● EXTRACTED RECORDS:
╔══

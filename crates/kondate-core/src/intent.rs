//! Intent classification for free-text commands.
//!
//! Order of evaluation: empty text, storage subcommands, the structural
//! conjunction override, mood keywords, then the ingredient default.

use serde::{Deserialize, Serialize};

/// Words that describe how a meal should feel rather than what goes in it.
pub const MOOD_KEYWORDS: &[&str] = &[
    "さっぱり",
    "あっさり",
    "こってり",
    "ガッツリ",
    "ヘルシー",
    "夏バテ",
    "疲れ",
    "スタミナ",
    "温まる",
    "冷たい",
    "辛い",
    "甘い",
    "優しい",
    "濃厚",
    "サッパリ",
    "気分",
    "食べたい",
    "系",
    "な感じ",
    "的な",
    "元気",
    "パワー",
    "軽め",
    "重め",
    "食欲",
    "がっつり",
    "しっかり",
    "ボリューム",
    "満足",
    "和風",
    "洋風",
    "中華",
    "エスニック",
    "イタリアン",
];

/// Tokens that typically join several food nouns.
pub const CONJUNCTION_INDICATORS: &[&str] =
    &["と", "や", "、", "の", "が残って", "がある", "を使って"];

/// Distinct indicators needed before mood keywords are ignored.
const STRUCTURAL_THRESHOLD: usize = 2;

const EXPLICIT_SEPARATORS: &[char] = &[',', '、', '，', ';', '；', '／', '/'];
const SOFT_SEPARATORS: &[char] = &['と', 'や'];

/// What a user's text asks for. Exactly one per request.
#[derive(Debug, Clone, PartialEq, Eq, Serialize, Deserialize)]
pub enum Intent {
    GenerateFromIngredients(String),
    GenerateFromMood(String),
    StoreAdd(Vec<String>),
    StoreList,
    StoreClear,
    StoreGenerate,
    Help,
}

impl Intent {
    /// Stable name for logs.
    pub fn kind(&self) -> &'static str {
        match self {
            Self::GenerateFromIngredients(_) => "generate_from_ingredients",
            Self::GenerateFromMood(_) => "generate_from_mood",
            Self::StoreAdd(_) => "store_add",
            Self::StoreList => "store_list",
            Self::StoreClear => "store_clear",
            Self::StoreGenerate => "store_generate",
            Self::Help => "help",
        }
    }
}

/// Classify free text. Total and pure.
pub fn classify(raw: &str) -> Intent {
    let text = raw.trim();
    if text.is_empty() {
        return Intent::Help;
    }

    if let Some(intent) = parse_subcommand(text) {
        return intent;
    }

    if conjunction_count(text) >= STRUCTURAL_THRESHOLD {
        return Intent::GenerateFromIngredients(text.to_string());
    }
    if has_mood_keyword(text) {
        return Intent::GenerateFromMood(text.to_string());
    }
    Intent::GenerateFromIngredients(text.to_string())
}

fn parse_subcommand(text: &str) -> Option<Intent> {
    let (head, rest) = match text.find(char::is_whitespace) {
        Some(idx) => (&text[..idx], text[idx..].trim()),
        None => (text, ""),
    };
    let head = head.to_ascii_lowercase();

    match head.as_str() {
        "add" => Some(Intent::StoreAdd(split_items(rest))),
        "list" if rest.is_empty() => Some(Intent::StoreList),
        "stored" if rest.is_empty() => Some(Intent::StoreGenerate),
        "clear" if rest.is_empty() => Some(Intent::StoreClear),
        "help" if rest.is_empty() => Some(Intent::Help),
        _ => None,
    }
}

/// Number of distinct conjunction indicators present in `text`.
pub fn conjunction_count(text: &str) -> usize {
    CONJUNCTION_INDICATORS
        .iter()
        .filter(|ind| text.contains(*ind))
        .count()
}

pub fn has_mood_keyword(text: &str) -> bool {
    let lower = text.to_lowercase();
    MOOD_KEYWORDS.iter().any(|kw| lower.contains(kw))
}

/// Split the argument of `add` into items.
///
/// Explicit separators (commas, slashes, semicolons, `and`, `&`) take
/// precedence. `と`/`や` only split when none of those appear, and only
/// between two non-hiragana characters, so `とうふ` or `やさい` stay whole.
pub fn split_items(rest: &str) -> Vec<String> {
    let joined = rest
        .split_whitespace()
        .map(|word| {
            if word.eq_ignore_ascii_case("and") || word == "&" {
                ","
            } else {
                word
            }
        })
        .collect::<Vec<_>>()
        .join(" ");

    let explicit = joined.contains(EXPLICIT_SEPARATORS) || joined.contains('&');
    let pieces: Vec<&str> = if explicit {
        joined
            .split(|c: char| EXPLICIT_SEPARATORS.contains(&c) || c == '&')
            .collect()
    } else {
        split_on_particles(&joined)
    };

    pieces
        .into_iter()
        .map(str::trim)
        .filter(|p| !p.is_empty())
        .map(String::from)
        .collect()
}

/// Split on `と`/`や` used as a particle between two words.
fn split_on_particles(text: &str) -> Vec<&str> {
    let chars: Vec<(usize, char)> = text.char_indices().collect();
    let mut pieces = Vec::new();
    let mut start = 0;
    for (i, &(idx, c)) in chars.iter().enumerate() {
        if !SOFT_SEPARATORS.contains(&c) {
            continue;
        }
        let before = i.checked_sub(1).map(|j| chars[j].1);
        let after = chars.get(i + 1).map(|&(_, c)| c);
        if let (Some(b), Some(a)) = (before, after) {
            if !is_hiragana(b) && !is_hiragana(a) {
                pieces.push(&text[start..idx]);
                start = idx + c.len_utf8();
            }
        }
    }
    pieces.push(&text[start..]);
    pieces
}

fn is_hiragana(c: char) -> bool {
    ('\u{3041}'..='\u{309F}').contains(&c)
}
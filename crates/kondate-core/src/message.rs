use chrono::{DateTime, Utc};
use serde::{Deserialize, Serialize};
use std::collections::BTreeMap;
use std::fmt;
use uuid::Uuid;

use crate::prompt::PromptTemplate;
use crate::recipe::Recipe;
use crate::signature::Authentic;

/// Which chat platform a request came from.
#[derive(Debug, Clone, Copy, PartialEq, Eq, Hash, Serialize, Deserialize)]
#[serde(rename_all = "lowercase")]
pub enum Platform {
    /// Slack: slash commands and Events API. Hard 3s reply deadline.
    Slack,
    /// LINE Messaging API webhook. No reply deadline on the HTTP side.
    Line,
}

impl Platform {
    pub fn as_str(&self) -> &'static str {
        match self {
            Self::Slack => "slack",
            Self::Line => "line",
        }
    }
}

impl fmt::Display for Platform {
    fn fmt(&self, f: &mut fmt::Formatter<'_>) -> fmt::Result {
        f.write_str(self.as_str())
    }
}

/// Header map with lowercased names.
#[derive(Debug, Clone, Default, PartialEq, Eq)]
pub struct Headers(BTreeMap<String, String>);

impl Headers {
    pub fn new() -> Self {
        Self::default()
    }

    pub fn insert(&mut self, name: &str, value: impl Into<String>) {
        self.0.insert(name.to_ascii_lowercase(), value.into());
    }

    /// Case-insensitive lookup.
    pub fn get(&self, name: &str) -> Option<&str> {
        self.0.get(&name.to_ascii_lowercase()).map(String::as_str)
    }
}

impl<K: AsRef<str>, V: Into<String>> FromIterator<(K, V)> for Headers {
    fn from_iter<I: IntoIterator<Item = (K, V)>>(iter: I) -> Self {
        let mut headers = Headers::new();
        for (k, v) in iter {
            headers.insert(k.as_ref(), v);
        }
        headers
    }
}

/// Which webhook endpoint on a platform received the request.
#[derive(Debug, Clone, Copy, PartialEq, Eq)]
pub enum Endpoint {
    /// Slack slash command (form-encoded).
    SlashCommand,
    /// Slack Events API (JSON).
    Events,
    /// LINE webhook (JSON).
    Webhook,
}

/// An HTTP request exactly as received, before verification.
#[derive(Debug, Clone)]
pub struct RawRequest {
    pub platform: Platform,
    pub endpoint: Endpoint,
    pub headers: Headers,
    pub body: Vec<u8>,
    pub received_at: DateTime<Utc>,
}

/// Where a reply or a background result should be delivered.
#[derive(Debug, Clone, PartialEq, Eq, Serialize, Deserialize)]
pub enum ReplyTarget {
    /// Slack slash command `response_url`.
    ResponseUrl(String),
    /// Slack conversation id for `chat.postMessage`.
    Conversation(String),
    /// LINE reply token.
    ReplyToken(String),
}

impl ReplyTarget {
    /// Short, log-safe description (no URLs or tokens).
    pub fn kind(&self) -> &'static str {
        match self {
            Self::ResponseUrl(_) => "response_url",
            Self::Conversation(_) => "conversation",
            Self::ReplyToken(_) => "reply_token",
        }
    }
}

/// How an immediate reply reaches the user.
#[derive(Debug, Clone, Copy, PartialEq, Eq)]
pub enum ReplyVia {
    /// In the body of the webhook's HTTP response.
    HttpBody,
    /// Through the platform's delivery API.
    Push,
}

/// One user command extracted from a webhook body. Immutable once built.
#[derive(Debug, Clone)]
pub struct InboundRequest {
    pub platform: Platform,
    pub user_id: String,
    pub text: String,
    pub reply_target: ReplyTarget,
    pub reply_via: ReplyVia,
    pub received_at: DateTime<Utc>,
}

/// An [`InboundRequest`] whose webhook passed signature verification.
///
/// Only constructible from an [`Authentic`] proof, which only the signature
/// verifier hands out.
#[derive(Debug, Clone)]
pub struct VerifiedRequest {
    request: InboundRequest,
    verified_at: DateTime<Utc>,
}

impl VerifiedRequest {
    pub fn new(request: InboundRequest, proof: &Authentic) -> Self {
        Self {
            request,
            verified_at: proof.verified_at(),
        }
    }

    pub fn request(&self) -> &InboundRequest {
        &self.request
    }

    pub fn platform(&self) -> Platform {
        self.request.platform
    }

    pub fn user_id(&self) -> &str {
        &self.request.user_id
    }

    pub fn text(&self) -> &str {
        &self.request.text
    }

    pub fn reply_target(&self) -> &ReplyTarget {
        &self.request.reply_target
    }

    pub fn reply_via(&self) -> ReplyVia {
        self.request.reply_via
    }

    pub fn verified_at(&self) -> DateTime<Utc> {
        self.verified_at
    }
}

/// What a platform extracted from a webhook body.
#[derive(Debug, Clone)]
pub enum InboundPayload {
    /// URL-verification handshake; echo the challenge and stop.
    Challenge(String),
    /// Zero or more user commands. Empty means "acknowledge and ignore".
    Requests(Vec<InboundRequest>),
}

/// A unit of background work handed from the responder to the generator.
/// Never persisted; consumed exactly once.
#[derive(Debug, Clone, Serialize, Deserialize)]
pub struct GenerationJob {
    pub id: Uuid,
    pub platform: Platform,
    pub user_id: String,
    pub reply_target: ReplyTarget,
    pub template: PromptTemplate,
    /// Ingredient list or mood text the prompt is built from.
    pub input: String,
    pub created_at: DateTime<Utc>,
}

impl GenerationJob {
    pub fn new(request: &VerifiedRequest, template: PromptTemplate, input: String) -> Self {
        Self {
            id: Uuid::new_v4(),
            platform: request.platform(),
            user_id: request.user_id().to_string(),
            reply_target: request.reply_target().clone(),
            template,
            input,
            created_at: Utc::now(),
        }
    }
}

/// Flavor of a synchronous reply.
#[derive(Debug, Clone, Copy, PartialEq, Eq)]
pub enum ReplyKind {
    /// Complete answer (help, ingredient list, store result).
    Inline,
    /// Generation was handed off; the result follows later.
    Ack,
    /// Handoff or store failed; the user is asked to retry.
    Degraded,
}

/// The synchronous reply produced within the deadline. Never carries a
/// generation result.
#[derive(Debug, Clone, PartialEq, Eq)]
pub struct AcknowledgedReply {
    pub kind: ReplyKind,
    pub text: String,
    pub reply_via: ReplyVia,
    pub reply_target: ReplyTarget,
}

/// Content pushed to a user through a platform's delivery API.
#[derive(Debug, Clone, PartialEq)]
pub enum OutboundContent {
    /// Plain text message.
    Text(String),
    /// Parsed recipe suggestions.
    Recipes {
        template: PromptTemplate,
        input: String,
        recipes: Vec<Recipe>,
    },
    /// A user-visible failure notice.
    Error(String),
}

╚══

Reproduce word for word the material above, beginning with the line that contains "let lower = text.to_lowercase();" and ending with the line that contains "if !is_hiragana(b) &&".

    let lower = text.to_lowercase();
    MOOD_KEYWORDS.iter().any(|kw| lower.contains(kw))
}

/// Split the argument of `add` into items.
///
/// Explicit separators (commas, slashes, semicolons, `and`, `&`) take
/// precedence. `と`/`や` only split when none of those appear, and only
/// between two non-hiragana characters, so `とうふ` or `やさい` stay whole.
pub fn split_items(rest: &str) -> Vec<String> {
    let joined = rest
        .split_whitespace()
        .map(|word| {
            if word.eq_ignore_ascii_case("and") || word == "&" {
                ","
            } else {
                word
            }
        })
        .collect::<Vec<_>>()
        .join(" ");

    let explicit = joined.contains(EXPLICIT_SEPARATORS) || joined.contains('&');
    let pieces: Vec<&str> = if explicit {
        joined
            .split(|c: char| EXPLICIT_SEPARATORS.contains(&c) || c == '&')
            .collect()
    } else {
        split_on_particles(&joined)
    };

    pieces
        .into_iter()
        .map(str::trim)
        .filter(|p| !p.is_empty())
        .map(String::from)
        .collect()
}

/// Split on `と`/`や` used as a particle between two words.
fn split_on_particles(text: &str) -> Vec<&str> {
    let chars: Vec<(usize, char)> = text.char_indices().collect();
    let mut pieces = Vec::new();
    let mut start = 0;
    for (i, &(idx, c)) in chars.iter().enumerate() {
        if !SOFT_SEPARATORS.contains(&c) {
            continue;
        }
        let before = i.checked_sub(1).map(|j| chars[j].1);
        let after = chars.get(i + 1).map(|&(_, c)| c);
        if let (Some(b), Some(a)) = (before, after) {
            if !is_hiragana(b) && !is_hiragana(a) {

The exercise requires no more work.